#### [TASK DETAILS]
Once the line containing "or not read/writable" is located, give it again exactly, together with each line that follows it to the end of the entries, and add nothing else.

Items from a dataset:
/---

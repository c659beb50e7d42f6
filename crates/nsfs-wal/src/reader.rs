//! Newline-framed record reader for sealed segments.

use std::path::Path;

use tracing::warn;

use crate::error::{WalError, WalResult};

/// Read every record of a segment, exactly once, in file order.
///
/// A partial trailing record (no terminating newline; a writer died
/// mid-append) is reported as a corruption warning and skipped. Callers
/// are expected to already hold the segment's advisory lock through
/// [`crate::WalFile::process_inactive`].
///
/// # Errors
///
/// [`WalError::Io`] when the segment cannot be read;
/// [`WalError::InvalidRecord`] when the content is not UTF-8.
pub async fn read_records(path: &Path) -> WalResult<Vec<String>> {
    let bytes = tokio::fs::read(path)
        .await
        .map_err(|e| WalError::io(path, e))?;
    let content = String::from_utf8(bytes).map_err(|e| WalError::InvalidRecord {
        reason: format!("segment {} is not UTF-8: {e}", path.display()),
    })?;

    let mut records: Vec<String> = Vec::new();
    let mut rest = content.as_str();
    while let Some(pos) = rest.find('\n') {
        let (record, tail) = rest.split_at(pos);
        if record.is_empty() {
            warn!(segment = %path.display(), "empty record in segment, skipping");
        } else {
            records.push(record.to_owned());
        }
        rest = &tail[1..];
    }

    if !rest.is_empty() {
        warn!(
            segment = %path.display(),
            tail_len = rest.len(),
            "partial trailing record without newline, skipping"
        );
    }

    Ok(records)
}

#[cfg(test)]
mod tests {
    use super::*;

    async fn read_fixture(content: &[u8]) -> WalResult<Vec<String>> {
        let dir = tempfile::tempdir().unwrap_or_else(|e| panic!("tempdir: {e}"));
        let path = dir.path().join("seg.log");
        std::fs::write(&path, content).unwrap_or_else(|e| panic!("write: {e}"));
        read_records(&path).await
    }

    #[tokio::test]
    async fn test_should_read_records_in_order() {
        let records = read_fixture(b"/a\n/b\n/c\n")
            .await
            .unwrap_or_else(|e| panic!("read: {e}"));
        assert_eq!(records, vec!["/a", "/b", "/c"]);
    }

    #[tokio::test]
    async fn test_should_skip_partial_trailing_record() {
        let records = read_fixture(b"/a\n/b\n/half-writ")
            .await
            .unwrap_or_else(|e| panic!("read: {e}"));
        assert_eq!(records, vec!["/a", "/b"]);
    }

    #[tokio::test]
    async fn test_should_skip_empty_lines() {
        let records = read_fixture(b"/a\n\n/b\n")
            .await
            .unwrap_or_else(|e| panic!("read: {e}"));
        assert_eq!(records, vec!["/a", "/b"]);
    }

    #[tokio::test]
    async fn test_should_handle_empty_segment() {
        let records = read_fixture(b"").await.unwrap_or_else(|e| panic!("read: {e}"));
        assert!(records.is_empty());
    }

    #[tokio::test]
    async fn test_should_reject_non_utf8_segment() {
        let err = read_fixture(&[0xFF, 0xFE, b'\n']).await;
        assert!(matches!(err, Err(WalError::InvalidRecord { .. })));
    }

    #[tokio::test]
    async fn test_should_fail_on_missing_segment() {
        let dir = tempfile::tempdir().unwrap_or_else(|e| panic!("tempdir: {e}"));
        let err = read_records(&dir.path().join("ghost.log")).await;
        assert!(matches!(err, Err(WalError::Io { .. })));
    }
}
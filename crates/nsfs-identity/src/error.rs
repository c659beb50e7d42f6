//! Error types for identity resolution and access probes.

use std::path::PathBuf;

/// Errors produced by identity resolution and filesystem probes.
#[derive(Debug, thiserror::Error)]
pub enum IdentityError {
    /// The distinguished name does not resolve through the user database.
    #[error("invalid distinguished name: {name}")]
    InvalidDistinguishedName {
        /// The name that failed to resolve.
        name: String,
    },

    /// The probed path is missing, not a directory, or not read/writable
    /// under the requested identity.
    #[error("path {path} is not accessible as {uid}:{gid}: {reason}")]
    Inaccessible {
        /// The directory that was probed.
        path: PathBuf,
        /// Uid the probe ran under.
        uid: u32,
        /// Gid the probe ran under.
        gid: u32,
        /// What the probe observed.
        reason: String,
    },

    /// Filesystem I/O failure outside the probe's access semantics.
    #[error("I/O error on {path}: {source}")]
    Io {
        /// The path being operated on.
        path: PathBuf,
        /// The underlying I/O error.
        #[source]
        source: std::io::Error,
    },

    /// Internal error with context.
    #[error(transparent)]
    Internal(#[from] anyhow::Error),
}

/// Convenience result type for identity operations.
pub type IdentityResult<T> = Result<T, IdentityError>;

\---

#### [ANSWER TO THE EXERCISE]
    /// The probed path is missing, not a directory, or not read/writable
    /// under the requested identity.
    #[error("path {path} is not accessible as {uid}:{gid}: {reason}")]
    Inaccessible {
        /// The directory that was probed.
        path: PathBuf,
        /// Uid the probe ran under.
        uid: u32,
        /// Gid the probe ran under.
        gid: u32,
        /// What the probe observed.
        reason: String,
    },

    /// Filesystem I/O failure outside the probe's access semantics.
    #[error("I/O error on {path}: {source}")]
    Io {
        /// The path being operated on.
        path: PathBuf,
        /// The underlying I/O error.
        #[source]
        source: std::io::Error,
    },

    /// Internal error with context.
    #[error(transparent)]
    Internal(#[from] anyhow::Error),
}

/// Convenience result type for identity operations.
pub type IdentityResult<T> = Result<T, IdentityError>;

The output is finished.